Von Max Lucado, einem texanischen Pastor.

Aus: Calvin Miller, "Das Buch von Jesus" (R. Brockhaus Verlag)

Ob das wichtig ist? Ich denke doch. Dass ganz normale Leute in einer kleinen Stadt gerne mit Jesus zusammen waren, dürfte schon bezeichnend gewesen sein. Dass der Allmächtige selbst nicht anmassend oder arrogant war, halte ich für sehr bemerkenswert. Der Herr war nicht selbstherrlich. Er, der alles kannte und wusste, war kein Besserwisser. Er, dem alles auf dieser Welt gehört, hat nie damit gepralt.
Nie. Er hätte es tun können. Und wie!

Er hätte mit seinen Bekannten protzen können: Hab ich Euch eigentlich schon mal erzählt, wie ich mit Mose auf dem Berg war?
Er hätte ein Angeber sein können: He, soll ich Euch mal kurz ins zwanzigste Jahrhundert beamen?
Er hätte ein Klugscheisser sein können: Ich weiss, was du denkst. Beweis gefällig?
Er hätte den dicken Max markieren können: Ich hab ein Stück Land auf dem Jupiter-

Doch Jesus war und tat nichts von alldem. Seine Sache war nicht das Aufschneiden, sondern das Aufkreuzen. Er gab sich alle Mühe, genauso menschlich zu sein wie der Typ von nebenan. Er hätte nicht lernen brauchen und trotzdem ging er in die Synagoge. Er hätte kein Geld verdienen müssen und ging dennoch in die Werkstatt. Er hatte Engel zu Bekannten gehabt und die Harfen des Himmels gehört, aber auch das hielt ihn nicht davon ab, auf die Partys der Zolleinnehmer zu gehen. Und auf seinen Schultern lastete die Aufgabe, die Welt zu erlösen, doch er nahm sich die Zeit, neunzig Meilen von Jericho nach Kana zu laufen, um dort auf eine Hochzeit zu gehen.

Folge davon war, dass die Leute ihn mochten. Gut, es gab auch jene, die sich über seine Behauptungen ärgerten. Sie nannten ihn Gotteslästerer, niemals aber bezeichneten sie ihn als Grosskotz. Sie bezichtigten ihn der Ketzerei, nicht aber der Arroganz. Er wurde als Radikaler gebrandmarkt, nie aber unnahbar genannt.
Es gibt keinerlei Hinweis darauf, dass er je seine himmlische Stellung für seinen persönlichen Vorteil benutzt hätte. Niemals. Man hat einfach nie das Gefühl, seine Nachbarn wären irgendwann seinen Hochmut leid gewesen und hätten ihn gefragt: "Was glaubst du eigentlich, wer dich zu Gott gemacht hat?"
Sein Glaube machte ihn liebenswert, nicht verabscheuungswürdig. Schön wär's, wenn sich's bei uns auch so verhalten würde!

Was hat uns bloss auf die Idee gebracht, dass ein guter Christ ein ernster Christ ist?
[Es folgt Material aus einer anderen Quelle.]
//! Error recovery: one diagnostic per offset, placeholder nodes, forward
//! progress on arbitrary garbage.

use javelin_ir::Tree;
use pretty_assertions::assert_eq;

use super::{first_class_members, first_method_stats, parse_source, unit_types};

#[test]
fn missing_close_paren_in_if() {
    let (out, diagnostics) = parse_source("class T { void m() { if (a > b { } } }");
    assert_eq!(
        diagnostics.len(),
        1,
        "expected exactly one diagnostic: {diagnostics:?}"
    );
    // the tree still carries a complete block-bodied if
    let stats = first_method_stats(&out);
    let Tree::If { then_stat, .. } = out.arena.kind(stats[0]) else {
        panic!("expected if statement, got {:?}", out.arena.kind(stats[0]));
    };
    assert!(matches!(out.arena.kind(*then_stat), Tree::Block { .. }));
}

#[test]
fn missing_initializer_expression() {
    let (out, diagnostics) = parse_source("class A { int x = ; }");
    assert_eq!(diagnostics.len(), 1, "{diagnostics:?}");
    let members = first_class_members(&out);
    let Tree::VarDecl { init: Some(init), .. } = out.arena.kind(members[0]) else {
        panic!("expected field with initializer");
    };
    assert!(matches!(out.arena.kind(*init), Tree::Erroneous { .. }));
}

#[test]
fn missing_semicolon_between_statements() {
    let (out, diagnostics) = parse_source("class T { void m() { int a = 1 int b = 2; } }");
    assert_eq!(diagnostics.len(), 1, "{diagnostics:?}");
    assert_eq!(first_method_stats(&out).len(), 2);
}

#[test]
fn at_most_one_diagnostic_per_offset() {
    let (_out, diagnostics) = parse_source("class T { void m() { x = = 5; } }");
    let positions: Vec<u32> = diagnostics.iter().map(|d| d.span.start).collect();
    let mut deduped = positions.clone();
    deduped.dedup();
    assert_eq!(positions, deduped, "duplicate diagnostics at one offset");
}

#[test]
fn garbage_member_makes_progress() {
    // nothing here is a member; the parser must terminate and keep the
    // class declaration
    let (out, diagnostics) = parse_source("class A { ??? !! }");
    assert!(!diagnostics.is_empty());
    let types = unit_types(&out);
    assert!(matches!(out.arena.kind(types[0]), Tree::ClassDecl { .. }));
}

#[test]
fn premature_end_of_input() {
    let (out, diagnostics) = parse_source("class A { void m(");
    assert!(
        diagnostics
            .iter()
            .any(|d| d.code == javelin_diagnostic::ErrorCode::E1005),
        "{diagnostics:?}"
    );
    // the class and method still appear in the tree
    let members = first_class_members(&out);
    assert!(matches!(out.arena.kind(members[0]), Tree::MethodDecl { .. }));
}

#[test]
fn else_without_if() {
    let (out, diagnostics) = parse_source("class T { void m() { else { } } }");
    assert!(diagnostics
        .iter()
        .any(|d| d.code == javelin_diagnostic::ErrorCode::E1013));
    let stats = first_method_stats(&out);
    assert!(matches!(out.arena.kind(stats[0]), Tree::Erroneous { .. }));
}

#[test]
fn top_level_garbage_recovers_to_next_class() {
    let (out, diagnostics) = parse_source("???\nclass A { }");
    assert!(!diagnostics.is_empty());
    let types = unit_types(&out);
    assert!(types
        .iter()
        .any(|t| matches!(out.arena.kind(*t), Tree::ClassDecl { .. })));
}

#[test]
fn erroneous_nodes_preserve_partial_structure() {
    // `class` with a name but bad body member: the member becomes an
    // erroneous node wrapping what was parsed
    let (out, diagnostics) = parse_source("class A { int }");
    assert!(!diagnostics.is_empty());
    let members = first_class_members(&out);
    assert!(!members.is_empty());
}

#[test]
fn unclosed_string_is_single_lexical_error() {
    let (_out, diagnostics) = parse_source("class T { String s = \"oops; }");
    let lexical: Vec<_> = diagnostics.iter().filter(|d| d.code.is_lexical()).collect();
    assert_eq!(lexical.len(), 1, "{diagnostics:?}");
}
//! The tree-construction seam.
//!
//! The parser never allocates syntax-tree nodes directly: it drives a
//! [`TreeFactory`], keyed by source position. This keeps tree construction
//! an external collaborator -- hosts can decorate the default factory to
//! record extra metadata, or substitute their own arena.
//!
//! [`ArenaFactory`] is the default implementation: a [`TreeArena`] plus an
//! optional end-position table. End positions are recorded only when
//! enabled; disabled, the tree keeps start offsets only, trading
//! diagnostic precision for memory.

use javelin_ir::{NodeId, NodeList, Tree, TreeArena};
use rustc_hash::FxHashMap;

/// Node-construction capability consumed by the parser.
pub trait TreeFactory {
    /// Build a node at a source start offset.
    fn node(&mut self, kind: Tree, pos: u32) -> NodeId;

    /// Store a child list.
    fn list(&mut self, items: &[NodeId]) -> NodeList;

    /// Record a node's end offset. May be a no-op when end positions are
    /// not being kept.
    fn set_end(&mut self, id: NodeId, end: u32);

    /// A node's recorded end offset, if kept.
    fn end_pos(&self, id: NodeId) -> Option<u32>;

    /// A node's start offset.
    fn pos(&self, id: NodeId) -> u32;

    /// Inspect an already-built node.
    fn kind(&self, id: NodeId) -> &Tree;
}

/// End-position side table: node id to end byte offset.
pub type EndPosTable = FxHashMap<NodeId, u32>;

/// Default factory: arena storage plus optional end positions.
pub struct ArenaFactory {
    arena: TreeArena,
    end_positions: Option<EndPosTable>,
}

impl ArenaFactory {
    pub fn new(keep_end_positions: bool) -> Self {
        ArenaFactory {
            arena: TreeArena::new(),
            end_positions: keep_end_positions.then(EndPosTable::default),
        }
    }

    /// Tear down into the arena and the (possibly absent) end table.
    pub fn into_parts(self) -> (TreeArena, Option<EndPosTable>) {
        (self.arena, self.end_positions)
    }

    pub fn arena(&self) -> &TreeArena {
        &self.arena
    }
}

impl TreeFactory for ArenaFactory {
    fn node(&mut self, kind: Tree, pos: u32) -> NodeId {
        self.arena.alloc(kind, pos)
    }

    fn list(&mut self, items: &[NodeId]) -> NodeList {
        self.arena.list(items)
    }

    fn set_end(&mut self, id: NodeId, end: u32) {
        if let Some(table) = &mut self.end_positions {
            table.insert(id, end);
        }
    }

    fn end_pos(&self, id: NodeId) -> Option<u32> {
        self.end_positions.as_ref().and_then(|t| t.get(&id).copied())
    }

    fn pos(&self, id: NodeId) -> u32 {
        self.arena.pos(id)
    }

    fn kind(&self, id: NodeId) -> &Tree {
        self.arena.kind(id)
    }
}

#[cfg(test)]
mod tests {
    use super::*;

    #[test]
    fn records_end_positions_when_enabled() {
        let mut factory = ArenaFactory::new(true);
        let id = factory.node(Tree::EmptyStatement, 3);
        factory.set_end(id, 9);
        assert_eq!(factory.end_pos(id), Some(9));
        assert_eq!(factory.pos(id), 3);
    }

    #[test]
    fn skips_end_positions_when_disabled() {
        let mut factory = ArenaFactory::new(false);
        let id = factory.node(Tree::EmptyStatement, 3);
        factory.set_end(id, 9);
        assert_eq!(factory.end_pos(id), None);
    }

    #[test]
    fn into_parts_preserves_nodes() {
        let mut factory = ArenaFactory::new(true);
        let id = factory.node(Tree::EmptyStatement, 0);
        factory.set_end(id, 1);
        let (arena, ends) = factory.into_parts();
        assert_eq!(arena.len(), 1);
        assert_eq!(ends.and_then(|t| t.get(&id).copied()), Some(1));
    }
}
Wodurch ist nur das Gerücht aufgekommen, dass man einen Jünger an seinem langen Gesicht erkennt? Woher kommt die Vorstellung, dass Trauerklösse die wahrlich begnadeten sind?

Darf ich vielleicht etwas sagen, das Stirnrunzeln verursachen wird? Darf ich Ihnen verraten, warum Jesus meiner Meinung nach auf die Hochzeit ging? Ich glaube, er ging auf die Hochzeit, weil - langsam, langsam, lassen Sie mich erst mal ausreden, bevor Sie den Teer aufkochen und die Federn rupfen -, ich glaube, Jesus ging auf die Hochzeit, um sich zu amüsieren.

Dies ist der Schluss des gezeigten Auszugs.